> _Records to process_:
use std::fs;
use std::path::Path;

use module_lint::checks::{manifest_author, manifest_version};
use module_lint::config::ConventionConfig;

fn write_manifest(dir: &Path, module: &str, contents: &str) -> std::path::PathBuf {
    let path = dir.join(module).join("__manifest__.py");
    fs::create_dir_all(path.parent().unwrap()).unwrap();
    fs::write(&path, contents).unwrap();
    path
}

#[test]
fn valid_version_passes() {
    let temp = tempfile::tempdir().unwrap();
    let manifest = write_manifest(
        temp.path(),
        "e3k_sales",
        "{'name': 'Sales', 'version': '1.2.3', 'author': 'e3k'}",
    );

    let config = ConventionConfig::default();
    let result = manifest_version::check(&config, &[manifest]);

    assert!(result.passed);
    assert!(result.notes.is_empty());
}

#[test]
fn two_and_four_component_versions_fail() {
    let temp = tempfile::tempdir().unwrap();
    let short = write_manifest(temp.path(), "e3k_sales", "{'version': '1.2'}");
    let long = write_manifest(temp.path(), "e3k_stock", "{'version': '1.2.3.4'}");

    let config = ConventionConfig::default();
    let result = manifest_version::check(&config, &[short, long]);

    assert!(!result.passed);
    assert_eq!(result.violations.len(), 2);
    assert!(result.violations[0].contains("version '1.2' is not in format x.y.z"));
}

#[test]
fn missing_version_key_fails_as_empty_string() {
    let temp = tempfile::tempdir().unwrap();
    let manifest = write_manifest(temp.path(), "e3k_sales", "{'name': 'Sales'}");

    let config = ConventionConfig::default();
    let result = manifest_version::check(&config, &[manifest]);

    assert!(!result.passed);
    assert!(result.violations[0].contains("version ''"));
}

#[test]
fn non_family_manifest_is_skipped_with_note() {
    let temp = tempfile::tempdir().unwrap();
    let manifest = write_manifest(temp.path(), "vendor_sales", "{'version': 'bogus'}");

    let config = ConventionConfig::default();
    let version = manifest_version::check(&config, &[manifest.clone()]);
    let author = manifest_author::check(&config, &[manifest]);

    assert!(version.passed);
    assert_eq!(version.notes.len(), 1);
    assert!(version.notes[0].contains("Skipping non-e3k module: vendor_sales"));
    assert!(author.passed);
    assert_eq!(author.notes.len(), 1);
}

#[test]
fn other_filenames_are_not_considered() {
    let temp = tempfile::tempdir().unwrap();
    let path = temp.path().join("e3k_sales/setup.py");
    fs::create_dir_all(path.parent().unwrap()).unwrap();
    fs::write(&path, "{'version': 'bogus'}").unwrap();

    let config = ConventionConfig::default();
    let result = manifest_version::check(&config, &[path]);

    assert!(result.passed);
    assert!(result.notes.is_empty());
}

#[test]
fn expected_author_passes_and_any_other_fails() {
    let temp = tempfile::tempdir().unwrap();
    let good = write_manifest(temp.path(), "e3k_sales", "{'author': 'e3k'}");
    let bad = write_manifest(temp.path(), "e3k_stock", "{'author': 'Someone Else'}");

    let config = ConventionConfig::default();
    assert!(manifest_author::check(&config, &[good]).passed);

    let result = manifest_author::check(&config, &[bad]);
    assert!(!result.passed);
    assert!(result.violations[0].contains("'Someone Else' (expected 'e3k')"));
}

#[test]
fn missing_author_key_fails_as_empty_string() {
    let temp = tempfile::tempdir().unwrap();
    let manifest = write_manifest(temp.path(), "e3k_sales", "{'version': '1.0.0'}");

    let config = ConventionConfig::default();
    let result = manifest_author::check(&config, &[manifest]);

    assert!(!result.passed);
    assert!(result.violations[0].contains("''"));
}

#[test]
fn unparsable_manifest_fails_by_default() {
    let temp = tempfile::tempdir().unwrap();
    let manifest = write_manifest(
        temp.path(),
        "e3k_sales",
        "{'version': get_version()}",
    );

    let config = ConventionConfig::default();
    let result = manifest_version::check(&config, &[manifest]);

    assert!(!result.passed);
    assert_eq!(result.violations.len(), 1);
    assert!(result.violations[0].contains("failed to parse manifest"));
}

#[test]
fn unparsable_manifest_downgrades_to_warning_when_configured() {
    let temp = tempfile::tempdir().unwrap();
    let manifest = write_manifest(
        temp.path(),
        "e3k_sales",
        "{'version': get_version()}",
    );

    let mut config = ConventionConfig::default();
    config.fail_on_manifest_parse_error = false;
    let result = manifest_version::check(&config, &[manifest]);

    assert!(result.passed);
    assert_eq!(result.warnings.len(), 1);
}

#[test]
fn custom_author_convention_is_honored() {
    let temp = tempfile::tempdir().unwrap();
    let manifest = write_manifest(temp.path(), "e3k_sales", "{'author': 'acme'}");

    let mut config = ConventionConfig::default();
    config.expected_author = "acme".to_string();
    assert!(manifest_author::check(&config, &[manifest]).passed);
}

> _Work request_:
An exact copy of the data is needed.

> _Solution to this exercise_:
use std::fs;
use std::path::Path;

use module_lint::checks::{manifest_author, manifest_version};
use module_lint::config::ConventionConfig;

fn write_manifest(dir: &Path, module: &str, contents: &str) -> std::path::PathBuf {
    let path = dir.join(module).join("__manifest__.py");
    fs::create_dir_all(path.parent().unwrap()).unwrap();
    fs::write(&path, contents).unwrap();
    path
}

#[test]
fn valid_version_passes() {
    let temp = tempfile::tempdir().unwrap();
    let manifest = write_manifest(
        temp.path(),
        "e3k_sales",
        "{'name': 'Sales', 'version': '1.2.3', 'author': 'e3k'}",
    );

    let config = ConventionConfig::default();
    let result = manifest_version::check(&config, &[manifest]);

    assert!(result.passed);
    assert!(result.notes.is_empty());
}

#[test]
fn two_and_four_component_versions_fail() {
    let temp = tempfile::tempdir().unwrap();
    let short = write_manifest(temp.path(), "e3k_sales", "{'version': '1.2'}");
    let long = write_manifest(temp.path(), "e3k_stock", "{'version': '1.2.3.4'}");

    let config = ConventionConfig::default();
    let result = manifest_version::check(&config, &[short, long]);

    assert!(!result.passed);
    assert_eq!(result.violations.len(), 2);
    assert!(result.violations[0].contains("version '1.2' is not in format x.y.z"));
}

#[test]
fn missing_version_key_fails_as_empty_string() {
    let temp = tempfile::tempdir().unwrap();
    let manifest = write_manifest(temp.path(), "e3k_sales", "{'name': 'Sales'}");

    let config = ConventionConfig::default();
    let result = manifest_version::check(&config, &[manifest]);

    assert!(!result.passed);
    assert!(result.violations[0].contains("version ''"));
}

#[test]
fn non_family_manifest_is_skipped_with_note() {
    let temp = tempfile::tempdir().unwrap();
    let manifest = write_manifest(temp.path(), "vendor_sales", "{'version': 'bogus'}");

    let config = ConventionConfig::default();
    let version = manifest_version::check(&config, &[manifest.clone()]);
    let author = manifest_author::check(&config, &[manifest]);

    assert!(version.passed);
    assert_eq!(version.notes.len(), 1);
    assert!(version.notes[0].contains("Skipping non-e3k module: vendor_sales"));
    assert!(author.passed);
    assert_eq!(author.notes.len(), 1);
}

#[test]
fn other_filenames_are_not_considered() {
    let temp = tempfile::tempdir().unwrap();
    let path = temp.path().join("e3k_sales/setup.py");
    fs::create_dir_all(path.parent().unwrap()).unwrap();
    fs::write(&path, "{'version': 'bogus'}").unwrap();

    let config = ConventionConfig::default();
    let result = manifest_version::check(&config, &[path]);

    assert!(result.passed);
    assert!(result.notes.is_empty());
}

#[test]
fn expected_author_passes_and_any_other_fails() {
    let temp = tempfile::tempdir().unwrap();
    let good = write_manifest(temp.path(), "e3k_sales", "{'author': 'e3k'}");
    let bad = write_manifest(temp.path(), "e3k_stock", "{'author': 'Someone Else'}");

    let config = ConventionConfig::default();
    assert!(manifest_author::check(&config, &[good]).passed);

    let result = manifest_author::check(&config, &[bad]);
    assert!(!result.passed);
    assert!(result.violations[0].contains("'Someone Else' (expected 'e3k')"));
}

#[test]
fn missing_author_key_fails_as_empty_string() {
    let temp = tempfile::tempdir().unwrap();
    let manifest = write_manifest(temp.path(), "e3k_sales", "{'version': '1.0.0'}");

    let config = ConventionConfig::default();
    let result = manifest_author::check(&config, &[manifest]);

    assert!(!result.passed);
    assert!(result.violations[0].contains("''"));
}

#[test]
fn unparsable_manifest_fails_by_default() {
    let temp = tempfile::tempdir().unwrap();
    let manifest = write_manifest(
        temp.path(),
        "e3k_sales",
        "{'version': get_version()}",
    );

    let config = ConventionConfig::default();
    let result = manifest_version::check(&config, &[manifest]);

    assert!(!result.passed);
    assert_eq!(result.violations.len(), 1);
    assert!(result.violations[0].contains("failed to parse manifest"));
}

#[test]
fn unparsable_manifest_downgrades_to_warning_when_configured() {
    let temp = tempfile::tempdir().unwrap();
    let manifest = write_manifest(
        temp.path(),
        "e3k_sales",
        "{'version': get_version()}",
    );

    let mut config = ConventionConfig::default();
    config.fail_on_manifest_parse_error = false;
    let result = manifest_version::check(&config, &[manifest]);

    assert!(result.passed);
    assert_eq!(result.warnings.len(), 1);
}

#[test]
fn custom_author_convention_is_honored() {
    let temp = tempfile::tempdir().unwrap();
    let manifest = write_manifest(temp.path(), "e3k_sales", "{'author': 'acme'}");

    let mut config = ConventionConfig::default();
    config.expected_author = "acme".to_string();
    assert!(manifest_author::check(&config, &[manifest]).passed);
}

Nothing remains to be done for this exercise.